Figure 5: pQ56 interferes with specific cellular structures.

Fluorescent reporter strains were transformed with cytostatic and non-cytostatic polyQ constructs and the effect on reporter structures was examined. The arrowheads point to cells representative for a certain localization pattern and coloured according to their class for which the averaged quantiation result from three independent biological replicates is visualized in the pie chart to the right of each micrograph (Supplementary Fig. S13 for corresponding bar charts, indicating error margins).
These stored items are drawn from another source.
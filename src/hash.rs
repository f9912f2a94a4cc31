//! Content hashing primitives.
//!
//! Content hashes are the first eight bytes of a SHA-256 digest. Asset hashes are combined with
//! wrapping addition so the result does not depend on the order in which dependencies are
//! visited.

use sha2::{Digest, Sha256};
use std::{
    fs::File,
    io::{BufReader, Read},
    path::Path,
};

use crate::error::CuratorError;

fn truncate(digest: &[u8]) -> u64 {
    let mut bytes = [0u8; 8];
    bytes.copy_from_slice(&digest[..8]);
    u64::from_be_bytes(bytes)
}

pub fn hash_bytes(bytes: &[u8]) -> u64 {
    truncate(&Sha256::digest(bytes))
}

/// Streams the file through the hasher. A file that exists but cannot be opened or read is
/// reported as [`CuratorError::Locked`].
pub fn hash_file(path: &Path) -> Result<u64, CuratorError> {
    let file = File::open(path).map_err(|e| match e.kind() {
        std::io::ErrorKind::NotFound => CuratorError::NotFound(format!("{path:?}")),
        _ => CuratorError::Locked(format!("{path:?}: {e}")),
    })?;
    let mut reader = BufReader::new(file);
    let mut hasher = Sha256::new();
    let mut buffer = [0u8; 64 * 1024];
    loop {
        let read = reader
            .read(&mut buffer)
            .map_err(|e| CuratorError::Locked(format!("{path:?}: {e}")))?;
        if read == 0 {
            break;
        }
        hasher.update(&buffer[..read]);
    }
    Ok(truncate(&hasher.finalize()))
}

/// Order independent accumulation of a content hash into a running asset hash.
pub fn fold(acc: u64, hash: u64) -> u64 {
    acc.wrapping_add(hash)
}
use once_cell::sync::Lazy;
use regex::Regex;
use std::{
    collections::{BTreeSet, HashSet},
    path::{Path, PathBuf},
};

use crate::{
    error::CuratorError,
    paths::{clean_path, to_slash_string},
    properties::{AssetId, FileStatus},
};

use super::{AssetIndex, EdgeKind};

/// Characters that can never be part of an asset file name on any supported platform.
static INVALID_NAME_CHARS: Lazy<Regex> =
    Lazy::new(|| Regex::new(r#"[<>:"|?*\x00-\x1F]"#).expect("valid invalid-name regex"));

impl AssetIndex {
    /// Resolves a user supplied string to an asset or sub-asset identifier.
    ///
    /// Accepted forms, tried in order: an identifier, `"<main>|<sub-asset name>"`, an absolute
    /// path, a path relative to a data directory's parent, a path relative to a data directory.
    /// With `exhaustive`, the shortest known asset path ending in the given path (compared
    /// case-insensitively) is accepted as a last resort.
    pub fn find_sub_asset_id(&self, path_or_id: &str, exhaustive: bool) -> Option<AssetId> {
        let query = path_or_id.trim();
        if query.is_empty() {
            return None;
        }
        if let Some(id) = AssetId::parse(query) {
            return self.sub_assets.contains_key(&id).then_some(id);
        }
        if let Some((main, sub_name)) = query.split_once('|') {
            let main_id = self.find_sub_asset_id(main, exhaustive)?;
            let record = self.main_record_of(main_id)?;
            return record.sub_assets.iter().copied().find(|sub_id| {
                self.sub_assets
                    .get(sub_id)
                    .map(|view| view.name.eq_ignore_ascii_case(sub_name.trim()))
                    .unwrap_or(false)
            });
        }

        let as_path = Path::new(query);
        if as_path.is_absolute() {
            return self.asset_at_path(&clean_path(as_path));
        }
        let normalized = to_slash_string(as_path);
        for dir in self.paths.iter() {
            if let Some(parent) = dir.parent() {
                if let Some(id) = self.asset_at_path(&clean_path(parent.join(&normalized))) {
                    return Some(id);
                }
            }
        }
        for dir in self.paths.iter() {
            if let Some(id) = self.asset_at_path(&clean_path(dir.join(&normalized))) {
                return Some(id);
            }
        }
        if !exhaustive {
            return None;
        }

        let suffix = format!("/{}", normalized.to_lowercase());
        self.records()
            .filter(|record| {
                format!("/{}", to_slash_string(&record.absolute_path))
                    .to_lowercase()
                    .ends_with(&suffix)
            })
            .min_by_key(|record| record.absolute_path.as_os_str().len())
            .map(|record| record.id)
    }

    /// Every asset that depends on or references `id`, directly or (with `transitive`) through
    /// any chain of other assets.
    pub fn find_all_uses(&self, id: AssetId, transitive: bool) -> BTreeSet<AssetId> {
        let mut uses = BTreeSet::new();
        let Some(record) = self.main_record_of(id) else {
            return uses;
        };
        let mut todo = vec![record.absolute_path.clone()];
        let mut seen_paths: HashSet<PathBuf> = HashSet::new();
        while let Some(path) = todo.pop() {
            if !seen_paths.insert(path.clone()) {
                continue;
            }
            for kind in [EdgeKind::Dependency, EdgeKind::Reference] {
                for user in self.inverse_table(kind).dependents(&path) {
                    if user == record.id || !uses.insert(user) {
                        continue;
                    }
                    if transitive {
                        if let Some(user_record) = self.get_asset_record(user) {
                            todo.push(user_record.absolute_path.clone());
                        }
                    }
                }
            }
        }
        uses
    }

    /// Whether making `id` depend on `candidate` would close a dependency cycle.
    pub fn would_create_cycle(&self, id: AssetId, candidate: AssetId) -> bool {
        if id == candidate {
            return true;
        }
        let (Some(owner), Some(target)) = (self.main_record_of(id), self.main_record_of(candidate))
        else {
            return false;
        };
        owner.id == target.id || self.find_all_uses(owner.id, true).contains(&target.id)
    }

    /// Maps a bare file name or partial path onto the shortest known file that matches it, trying
    /// each allowed extension in turn. Names with characters that are invalid in file names are
    /// rejected with a sanitized suggestion.
    pub fn find_best_match_for_file(
        &self,
        candidate: &str,
        allowed_extensions: &[&str],
    ) -> Result<String, CuratorError> {
        let candidate = candidate.trim().replace('\\', "/");
        if INVALID_NAME_CHARS.is_match(&candidate) {
            return Err(CuratorError::InvalidName {
                suggestion: INVALID_NAME_CHARS.replace_all(&candidate, "_").into_owned(),
                name: candidate,
            });
        }

        let has_allowed_ext = crate::paths::extension_of(&candidate)
            .map(|ext| allowed_extensions.iter().any(|a| a.eq_ignore_ascii_case(&ext)))
            .unwrap_or(false);
        let mut names = vec![];
        if has_allowed_ext || allowed_extensions.is_empty() {
            names.push(candidate.clone());
        }
        for ext in allowed_extensions {
            names.push(format!("{}.{}", candidate, ext.trim_start_matches('.')));
        }

        for name in names.iter() {
            let suffix = format!("/{}", name.to_lowercase());
            let best = self
                .files
                .iter()
                .filter(|(_, entry)| entry.status == FileStatus::Valid)
                .map(|(path, _)| (path, format!("/{}", to_slash_string(path))))
                .filter(|(_, slashed)| slashed.to_lowercase().ends_with(&suffix))
                .min_by_key(|(_, slashed)| slashed.len());
            if let Some((path, slashed)) = best {
                return Ok(self.paths.data_dir_relative(path).unwrap_or(slashed));
            }
        }
        Err(CuratorError::NotFound(format!(
            "no file matches '{candidate}'"
        )))
    }
}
The scale bar represents 5 μm in all panels. (a) Tub1-GFP is a marker for the spindle and only minor changes in the amount of cells with assembled tubulin structures can be detected. However, elongated spindles are slightly more frequent in pQ56cherry transformants and never extend into a bud or daughter. (b) Spindle pole bodies, labelled with Nud1-GFP may exhibit no, a single focal, or two focal depositions. They seem unaffected by pQ56cherry (c) Cdc10-GFP localizes to the septin ring, but also may be found not localized to a specific structure or exhibit granular or focal appearance to a low extent. When pQ56cherry is present, ring association is found less frequently, being substituted by an increased amount of granular or multifocal localization. (d) The effect observed for Cdc10-GFP is even more pronounced for the septin Shs1. Upon transformation with pQ56cherry ring association is substituted by a majority of cells exhibiting multifocal deposition of the septin.